Jenifer Shafer, a program director at ARPA-E, said concerns about proliferation related to the handling of dangerous nuclear materials during reprocessing are “precisely the challenges” the program aims to address.
“One possible route is by preventing production of pure plutonium streams,” Shafer said. Another is by “actively monitoring” special nuclear material throughout the process to improve nuclear material accountancy, she added.
Many nonproliferation experts oppose reprocessing because its supply chain could be a target for militants seeking to seize materials for use in a crude nuclear bomb.
France and other countries have reprocessed nuclear waste by breaking it down into uranium and plutonium and reusing it to make new reactor fuel. A U.S. supply chain would likely be far longer than in those countries, nonproliferation experts say.

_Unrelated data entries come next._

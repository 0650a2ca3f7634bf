//! Collaborators that publish to a broadcast channel of [`ViewEvent`]s.
//!
//! The websocket handler forwards the channel to every connected frontend,
//! which does the actual drawing. Sends with no subscriber are dropped.

use std::time::Duration;

use netplay_topology::{EdgeDescriptor, NodeDescriptor};
use tokio::sync::broadcast;
use tracing::trace;

use crate::collaborators::{NoticeSurface, Renderer};
use crate::events::{PacketCollection, RedrawMode, ViewEvent};
use crate::playback::NetworkId;
use crate::simulation::SimulationBackend;
use crate::timers::TimerReaper;

fn publish(events: &broadcast::Sender<ViewEvent>, event: ViewEvent) {
    if events.send(event).is_err() {
        trace!("no frontend subscribed");
    }
}

/// Renderer that streams redraws and animation frames.
#[derive(Debug, Clone)]
pub struct BroadcastRenderer {
    events: broadcast::Sender<ViewEvent>,
    frame_interval: Duration,
}

impl BroadcastRenderer {
    pub fn new(events: broadcast::Sender<ViewEvent>, frame_interval: Duration) -> Self {
        Self {
            events,
            frame_interval,
        }
    }

    fn redraw(&self, mode: RedrawMode, nodes: &[NodeDescriptor], edges: &[EdgeDescriptor]) {
        publish(
            &self.events,
            ViewEvent::Redraw {
                mode,
                nodes: nodes.to_vec(),
                edges: edges.to_vec(),
            },
        );
    }
}

impl Renderer for BroadcastRenderer {
    fn draw_live(&mut self, nodes: &[NodeDescriptor], edges: &[EdgeDescriptor]) {
        self.redraw(RedrawMode::Live, nodes, edges);
    }

    fn draw_static_with_packets(
        &mut self,
        nodes: &[NodeDescriptor],
        edges: &[EdgeDescriptor],
        packets: &PacketCollection,
        timers: &mut TimerReaper,
    ) {
        self.redraw(RedrawMode::StaticWithPackets, nodes, edges);

        // Frame i is shown (i + 1) intervals after playback starts.
        let mut delay = Duration::ZERO;
        for (index, frame) in packets.frames().iter().enumerate() {
            delay += self.frame_interval;
            let events = self.events.clone();
            let packets = frame.clone();
            timers.schedule(
                delay,
                Box::new(move || publish(&events, ViewEvent::PacketFrame { index, packets })),
            );
        }
    }

    fn draw_shared(&mut self, nodes: &[NodeDescriptor], edges: &[EdgeDescriptor]) {
        self.redraw(RedrawMode::Shared, nodes, edges);
    }
}

/// Notices published as [`ViewEvent::Notice`].
#[derive(Debug, Clone)]
pub struct BroadcastNotices {
    events: broadcast::Sender<ViewEvent>,
}

impl BroadcastNotices {
    pub fn new(events: broadcast::Sender<ViewEvent>) -> Self {
        Self { events }
    }
}

impl NoticeSurface for BroadcastNotices {
    fn show_no_jobs(&mut self) {
        publish(
            &self.events,
            ViewEvent::Notice {
                message: "No jobs queued: add a job to a host before simulating".to_string(),
            },
        );
    }
}

/// Backend that announces run requests; an external engine picks them up
/// and posts the result back.
#[derive(Debug, Clone)]
pub struct BroadcastBackend {
    events: broadcast::Sender<ViewEvent>,
}

impl BroadcastBackend {
    pub fn new(events: broadcast::Sender<ViewEvent>) -> Self {
        Self { events }
    }
}

impl SimulationBackend for BroadcastBackend {
    fn run_simulation(&mut self, network: &NetworkId) {
        publish(
            &self.events,
            ViewEvent::SimulationRequested {
                network: network.clone(),
            },
        );
    }
}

Former President Jimmy Carter halted reprocessing in 1977, citing proliferation concerns. Former President Ronald Reagan lifted Carter’s moratorium in 1981, but high costs have prevented plants from opening.The ARPA-E projects include $6.5 million for GE Research in New York to develop safeguards for aqueous reprocessing facilities, $1.5 million for Argonne National Laboratory in Illinois to develop and test equipment for reprocessing, and $4.7 million for NuVision Engineering in North Carolina.
President Joe Biden’s administration supports development of advanced nuclear plants to help reach his goal of decarbonizing the U.S. economy by 2050. It believes that recycling the spent fuel will bolster further development of nuclear power.
“For America to further harness the safe, reliable clean energy produced at nuclear facilities across the country, the Biden-Harris Administration and DOE recognize the importance of developing practical uses for America’s used nuclear fuel,” U.S. Energy Secretary Jennifer Granholm said in a statement.
Recycling nuclear waste “can significantly reduce the amount of spent fuel at nuclear sites, and increase economic stability for the communities leading this important work,” Granholm said.
The United States has spent billions of dollars over decades on a project at Yucca Mountain in Nevada to store highly toxic nuclear waste from power plants. Yucca has never opened due to local opposition. As a result, the waste is now stored at nuclear power plants across the country in spent fuel pools and in casks made of steel and concrete.